Hawaii State Teachers Association president Corey Rosenlee, is in favor of the delay and said it’s a good start.

“It will give us all some time to make sure we have procedures in place to make sure campuses are safe. But we recognize there’s still a lot of questions that need to occur,” Rosenlee explained.

While the delay may keep kids safe from COVID-19, it is causing other problems for parents.

Single parent Corrina Brillon, who’s son will be in the 7th grade, said it’s been hard juggling work and what to do with her son when he’s not at school.

“I’ve closed down my business during lunches cause I don’t want him home alone.”

Brillon said she hopes the DOE can devise a solid plan soon.

“It’s like we’re going back and forth, back and forth. This COVID thing has everyone going crazy,” said Brillon.

Rachel Coel has an eight-year-old and a 10-year-old, both in public school.

“I just think it’s a pickle. I really do. I think it’s just a challenging situation.”

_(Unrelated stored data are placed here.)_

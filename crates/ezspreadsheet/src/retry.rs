//! What to do when the target file is held open by another program at save time.

use std::io::{self, BufRead, Write};
use std::path::Path;

#[derive(Clone, Copy, Debug, PartialEq, Eq)]
pub enum RetryDecision {
    /// Try the save again (the caller believes the lock is gone).
    Retry,
    /// Give up; the session reports `Error::ResourceLocked`.
    Abort,
}

/// Called with the target path each time a save hits a lock.
pub type LockHandler = Box<dyn FnMut(&Path) -> RetryDecision>;

/// Default handler: never block, surface the lock as an error.
pub fn abort_on_lock(_path: &Path) -> RetryDecision {
    RetryDecision::Abort
}

/// Block on the terminal until the user closes the file and presses enter.
///
/// Typing `q` (or closing stdin) gives up instead.
pub fn prompt_on_terminal(path: &Path) -> RetryDecision {
    let stdin = io::stdin();
    let mut input = stdin.lock();
    prompt(path, &mut input, &mut io::stderr())
}

fn prompt(path: &Path, input: &mut impl BufRead, output: &mut impl Write) -> RetryDecision {
    let shown = writeln!(output, "File {} is currently open", path.display()).and_then(|_| {
        write!(output, "Please close it and hit enter to save file (q to give up): ")
            .and_then(|_| output.flush())
    });
    if shown.is_err() {
        return RetryDecision::Abort;
    }

    let mut line = String::new();
    match input.read_line(&mut line) {
        Ok(0) | Err(_) => RetryDecision::Abort,
        Ok(_) if line.trim().eq_ignore_ascii_case("q") => RetryDecision::Abort,
        Ok(_) => RetryDecision::Retry,
    }
}

#[cfg(test)]
mod tests {
    use super::*;
    use std::io::Cursor;

    #[test]
    fn enter_retries() {
        let mut out = Vec::new();
        let decision = prompt(Path::new("users.xlsx"), &mut Cursor::new("\n"), &mut out);
        assert_eq!(decision, RetryDecision::Retry);
        let shown = String::from_utf8(out).unwrap();
        assert!(shown.starts_with("File users.xlsx is currently open"));
    }

    #[test]
    fn q_or_eof_aborts() {
        let path = Path::new("users.xlsx");
        assert_eq!(
            prompt(path, &mut Cursor::new("q\n"), &mut Vec::new()),
            RetryDecision::Abort
        );
        assert_eq!(
            prompt(path, &mut Cursor::new(""), &mut Vec::new()),
            RetryDecision::Abort
        );
    }
}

“Both my spouse and I are essential workers and we work full time throughout the week and we have no other support that we can place our kids elsewhere. So we need our kids in school.”

Still, she is in favor of pushing back their return to campus, but wonders if schools will even be ready on August 17.

“I’m not sure the two weeks will be enough. But how long and how far do we postpone this? And when is it enough?” asked Coel.

On the other hand, not all parents are on board with postponing school or for their children to be taught through distance learning.

Rachel Hong has two kids, one of them is starting kindergarten this fall.

“I think the kids need to be in school regularly, Monday through Friday, as they have always been. I just don’t think that the risk for children is high enough to justify cutting down school days so drastically like that,” Hong explained.

She said she’s been following the science and doctors online who claim the risk of children contracting and spreading COVID-19 is very low.

“It behaves very differently in kids so I just don’t see the risk,” said Hong.

Hong added that if the staff and school feel they need more time to prepare she ‘Can concede to that’ but otherwise she would prefer her kids to return to face-to-face schooling next Tuesday.

The Board of Education will meet Thursday to decide if students will return to campus next Tuesday or August 17.